#[async_trait]
impl PaymentProvider for MidtransProvider {
    fn name(&self) -> &str {
        PROVIDER_NAME
    }

    fn config(&self) -> &ProviderConfig {
        self.core.config()
    }

    fn supports(&self, capability: Capability) -> bool {
        matches!(
            capability,
            Capability::PaymentStatus | Capability::Cancellation | Capability::LegacySnap
        )
    }

    async fn client(&self) -> Result<Arc<dyn VendorClient>> {
        let clients: Arc<dyn VendorClient> = self.get_client().await?;
        Ok(clients)
    }

    async fn snap(&self) -> Result<Arc<dyn VendorClient>> {
        self.core
            .log("snap() is deprecated, use client() instead", None);
        self.client().await
    }

    async fn create_payment(&self, data: PaymentData) -> Result<BasePayment> {
        data.validate()?;
        self.core.log(
            "creating snap transaction",
            Some(&json!({ "order_id": data.order_id })),
        );

        let expires_at = data.expires_at(Utc::now())?;

        let snap = self.snap_client().await?;
        let transaction = snap
            .create_transaction(&build_snap_request(&data))
            .await
            .map_err(|e| self.core.handle_error(e, "create_payment"))?;

        let currency = data.currency();
        let mut canonical = json!({
            "orderId": data.order_id,
            "amount": data.amount.to_string(),
            "currency": currency.to_string(),
            "status": "pending",
            "method": "other",
            "description": data
                .description
                .clone()
                .unwrap_or_else(|| DEFAULT_DESCRIPTION.to_string()),
            "customerEmail": data.customer_email,
            "customerName": data.customer_name,
        });
        if let Some(expires_at) = expires_at {
            canonical["expiresAt"] = json!(expires_at.to_rfc3339());
        }

        let mut metadata = Metadata::new();
        metadata.insert("token".to_string(), json!(transaction.token));
        metadata.insert("redirect_url".to_string(), json!(transaction.redirect_url));

        normalize::standardize_payment_response(PROVIDER_NAME, &canonical, metadata)
    }

    async fn create_virtual_account(&self, data: VirtualAccountData) -> Result<Transaction> {
        data.validate()?;
        self.core.log(
            "creating bank transfer charge",
            Some(&json!({ "order_id": data.order_id, "bank": data.bank_code })),
        );

        let core = self.core_client().await?;
        let result = core
            .charge(&build_charge_request(&data))
            .await
            .map_err(|e| self.core.handle_error(e, "create_virtual_account"))?;

        let metadata = extract_metadata(&result, VA_METADATA_KEYS);
        normalize::standardize_transaction_response(
            PROVIDER_NAME,
            &result,
            TransactionType::Charge,
            metadata,
        )
    }

    async fn get_payment_status(&self, reference_id: &str) -> Result<BasePayment> {
        let reference_id = require_reference(reference_id)?;

        let core = self.core_client().await?;
        let status = core
            .status(reference_id)
            .await
            .map_err(|e| self.core.handle_error(e, "get_payment_status"))?;

        let metadata = extract_metadata(&status, STATUS_METADATA_KEYS);
        normalize::standardize_payment_response(PROVIDER_NAME, &status, metadata)
    }

    async fn cancel_payment(&self, reference_id: &str) -> Result<BasePayment> {
        let reference_id = require_reference(reference_id)?;

        let core = self.core_client().await?;
        let mut result = core
            .cancel(reference_id)
            .await
            .map_err(|e| self.core.handle_error(e, "cancel_payment"))?;

        let metadata = extract_metadata(&result, &["status_message", "cancellation_reason"]);
        let missing_status = normalize::str_field(&result, &["transaction_status"]).is_none();
        if let Some(fields) = result.as_object_mut() {
            if missing_status {
                fields.insert("transaction_status".to_string(), json!("cancel"));
            }
            fields.insert("description".to_string(), json!("Payment cancelled"));
        }

        normalize::standardize_payment_response(PROVIDER_NAME, &result, metadata)
    }

    /// Midtrans notification signature:
    /// SHA512(order_id + status_code + gross_amount + server_key)
    fn generate_signature(&self, payload: &Value) -> Result<String> {
        let field = |key: &str| -> Result<String> {
            match normalize::lookup(payload, key) {
                Some(Value::String(s)) => Ok(s.clone()),
                Some(other) => Ok(other.to_string()),
                None => Err(AppError::validation(format!(
                    "Midtrans signature requires {}",
                    key
                ))),
            }
        };

        let signature_string = format!(
            "{}{}{}{}",
            field("order_id")?,
            field("status_code")?,
            field("gross_amount")?,
            self.core.config().secret_key.as_deref().unwrap_or_default()
        );

        let mut hasher = Sha512::new();
        hasher.update(signature_string.as_bytes());
        Ok(hex::encode(hasher.finalize()))
    }
}

fn require_reference(reference_id: &str) -> Result<&str> {
    let reference_id = reference_id.trim();
    if reference_id.is_empty() {
        return Err(AppError::validation("reference id must not be empty"));
    }
    Ok(reference_id)
}

fn customer_details(email: Option<&str>, name: Option<&str>) -> Option<Value> {
    if email.is_none() && name.is_none() {
        return None;
    }

    let mut details = Map::new();
    if let Some(email) = email {
        details.insert("email".to_string(), json!(email));
    }
    if let Some(name) = name {
        details.insert("first_name".to_string(), json!(name));
    }
    Some(Value::Object(details))
}

/// Snap expiry in whole minutes, rounded up; None when chrono cannot represent it
fn expiry_minutes(seconds: u64) -> Option<u64> {
    Duration::try_seconds(i64::try_from(seconds).ok()?)?;
    Some(seconds.div_ceil(60).max(1))
}

/// Snap `/transactions` request body for a checkout payment
pub fn build_snap_request(data: &PaymentData) -> Value {
    let gross_amount = data.currency().wire_amount(data.amount);

    let mut request = json!({
        "transaction_details": {
            "order_id": data.order_id,
            "gross_amount": gross_amount
        }
    });

    if let Some(customer) =
        customer_details(data.customer_email.as_deref(), data.customer_name.as_deref())
    {
        request["customer_details"] = customer;
    }

    if let Some(description) = &data.description {
        request["item_details"] = json!([{
            "id": data.order_id,
            "price": gross_amount,
            "quantity": 1,
            "name": description
        }]);
    }

    if let Some(minutes) = data.expiry_seconds.and_then(expiry_minutes) {
        request["expiry"] = json!({
            "duration": minutes,
            "unit": "minutes"
        });
    }

    if let Some(url) = &data.success_redirect_url {
        request["callbacks"] = json!({ "finish": url });
    }

    request
}

/// Core API `/v2/charge` request body for a bank virtual account.
/// Mandiri bills go through the `echannel` payment type.
pub fn build_charge_request(data: &VirtualAccountData) -> Value {
    let bank = data.bank_code.trim().to_lowercase();
    let transaction_details = json!({
        "order_id": data.order_id,
        "gross_amount": data.currency().wire_amount(data.amount)
    });

    let mut request = if bank == "mandiri" {
        json!({
            "payment_type": "echannel",
            "transaction_details": transaction_details,
            "echannel": {
                "bill_info1": "Payment for",
                "bill_info2": data.description.as_deref().unwrap_or(&data.order_id)
            }
        })
    } else {
        json!({
            "payment_type": "bank_transfer",
            "transaction_details": transaction_details,
            "bank_transfer": { "bank": bank }
        })
    };

    if let Some(customer) =
        customer_details(data.customer_email.as_deref(), data.customer_name.as_deref())
    {
        request["customer_details"] = customer;
    }

    request
}
use crate::core::{AppError, Result};
use serde::{Deserialize, Serialize};
use serde_json::Value;
use std::collections::BTreeMap;
use std::env;
use std::time::Duration;

pub mod environment;

pub use environment::GatewayEnvironment;

/// Credentials and flags for one payment provider instance
///
/// Well-known keys are typed; anything provider-specific (`base_url`,
/// `timeout_secs`, ...) lives in `extra`. Deserializes from a flat JSON
/// object, so `{"secret_key": "...", "base_url": "..."}` is a valid config.
#[derive(Debug, Clone, Default, PartialEq, Serialize, Deserialize)]
pub struct ProviderConfig {
    #[serde(default, skip_serializing_if = "Option::is_none")]
    pub client_id: Option<String>,

    #[serde(default, skip_serializing_if = "Option::is_none")]
    pub secret_key: Option<String>,

    #[serde(default, skip_serializing_if = "Option::is_none")]
    pub public_key: Option<String>,

    #[serde(default, skip_serializing_if = "Option::is_none")]
    pub is_production: Option<bool>,

    #[serde(default, skip_serializing_if = "Option::is_none")]
    pub debug: Option<bool>,

    #[serde(default, skip_serializing_if = "Option::is_none")]
    pub enable_logging: Option<bool>,

    /// Provider-specific extension keys
    #[serde(flatten)]
    pub extra: BTreeMap<String, Value>,
}

impl ProviderConfig {
    pub fn new() -> Self {
        Self::default()
    }

    pub fn with_client_id(mut self, client_id: impl Into<String>) -> Self {
        self.client_id = Some(client_id.into());
        self
    }

    pub fn with_secret_key(mut self, secret_key: impl Into<String>) -> Self {
        self.secret_key = Some(secret_key.into());
        self
    }

    pub fn with_public_key(mut self, public_key: impl Into<String>) -> Self {
        self.public_key = Some(public_key.into());
        self
    }

    pub fn with_production(mut self, is_production: bool) -> Self {
        self.is_production = Some(is_production);
        self
    }

    pub fn with_debug(mut self, debug: bool) -> Self {
        self.debug = Some(debug);
        self
    }

    pub fn with_extra(mut self, key: impl Into<String>, value: impl Into<Value>) -> Self {
        self.extra.insert(key.into(), value.into());
        self
    }

    /// Presence check used by required-field validation.
    /// `None` and JSON `null` are absent; empty strings are present.
    pub fn has_field(&self, field: &str) -> bool {
        match field {
            "client_id" => self.client_id.is_some(),
            "secret_key" => self.secret_key.is_some(),
            "public_key" => self.public_key.is_some(),
            "is_production" => self.is_production.is_some(),
            "debug" => self.debug.is_some(),
            "enable_logging" => self.enable_logging.is_some(),
            other => self.extra.get(other).is_some_and(|v| !v.is_null()),
        }
    }

    /// Every field from `required` that is absent, in the order given
    pub fn missing_fields(&self, required: &[&str]) -> Vec<String> {
        required
            .iter()
            .filter(|field| !self.has_field(field))
            .map(|field| field.to_string())
            .collect()
    }

    /// Fail with `MissingConfig` listing all absent required fields
    pub fn require(&self, required: &[&str]) -> Result<()> {
        let missing = self.missing_fields(required);
        if missing.is_empty() {
            Ok(())
        } else {
            Err(AppError::MissingConfig(missing))
        }
    }

    /// Layer this config over `defaults`; values set here win on collision
    pub fn merged_over(self, defaults: &ProviderConfig) -> ProviderConfig {
        let mut extra = defaults.extra.clone();
        extra.extend(self.extra);

        ProviderConfig {
            client_id: self.client_id.or_else(|| defaults.client_id.clone()),
            secret_key: self.secret_key.or_else(|| defaults.secret_key.clone()),
            public_key: self.public_key.or_else(|| defaults.public_key.clone()),
            is_production: self.is_production.or(defaults.is_production),
            debug: self.debug.or(defaults.debug),
            enable_logging: self.enable_logging.or(defaults.enable_logging),
            extra,
        }
    }

    pub fn environment(&self) -> GatewayEnvironment {
        GatewayEnvironment::from_flag(self.is_production.unwrap_or(false))
    }

    pub fn logging_enabled(&self) -> bool {
        self.debug == Some(true) || self.enable_logging == Some(true)
    }

    pub fn extra_str(&self, key: &str) -> Option<&str> {
        self.extra.get(key).and_then(Value::as_str)
    }

    /// Request timeout handed to the vendor HTTP client (`timeout_secs`)
    pub fn timeout(&self) -> Option<Duration> {
        self.extra
            .get("timeout_secs")
            .and_then(Value::as_u64)
            .map(Duration::from_secs)
    }

    /// Load a provider config from `{PREFIX}_*` environment variables
    ///
    /// Reads `.env` if present. Only variables that are set end up in the
    /// config; required-field validation happens when the provider is built.
    pub fn from_env(prefix: &str) -> Result<Self> {
        dotenvy::dotenv().ok();

        let prefix = prefix.to_uppercase();
        let var = |key: &str| env::var(format!("{}_{}", prefix, key)).ok();
        let flag = |key: &str| -> Result<Option<bool>> {
            var(key)
                .map(|raw| {
                    raw.trim().to_lowercase().parse::<bool>().map_err(|_| {
                        AppError::configuration(format!("Invalid {}_{}: {}", prefix, key, raw))
                    })
                })
                .transpose()
        };

        let mut config = ProviderConfig {
            client_id: var("CLIENT_ID"),
            secret_key: var("SECRET_KEY"),
            public_key: var("PUBLIC_KEY"),
            is_production: flag("IS_PRODUCTION")?,
            debug: flag("DEBUG")?,
            enable_logging: flag("ENABLE_LOGGING")?,
            extra: BTreeMap::new(),
        };

        if let Some(base_url) = var("BASE_URL") {
            config.extra.insert("base_url".to_string(), Value::String(base_url));
        }

        if let Some(raw) = var("TIMEOUT_SECS") {
            let secs: u64 = raw.trim().parse().map_err(|_| {
                AppError::configuration(format!("Invalid {}_TIMEOUT_SECS: {}", prefix, raw))
            })?;
            config.extra.insert("timeout_secs".to_string(), Value::from(secs));
        }

        Ok(config)
    }
}
pub mod services;

pub use services::Unipay;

» **Requirement**: Go through the listing above. Show each line where the word "GatewayEnvironment" is found.

» **Exercise output**:
pub use environment::GatewayEnvironment;
    pub fn environment(&self) -> GatewayEnvironment {
        GatewayEnvironment::from_flag(self.is_production.unwrap_or(false))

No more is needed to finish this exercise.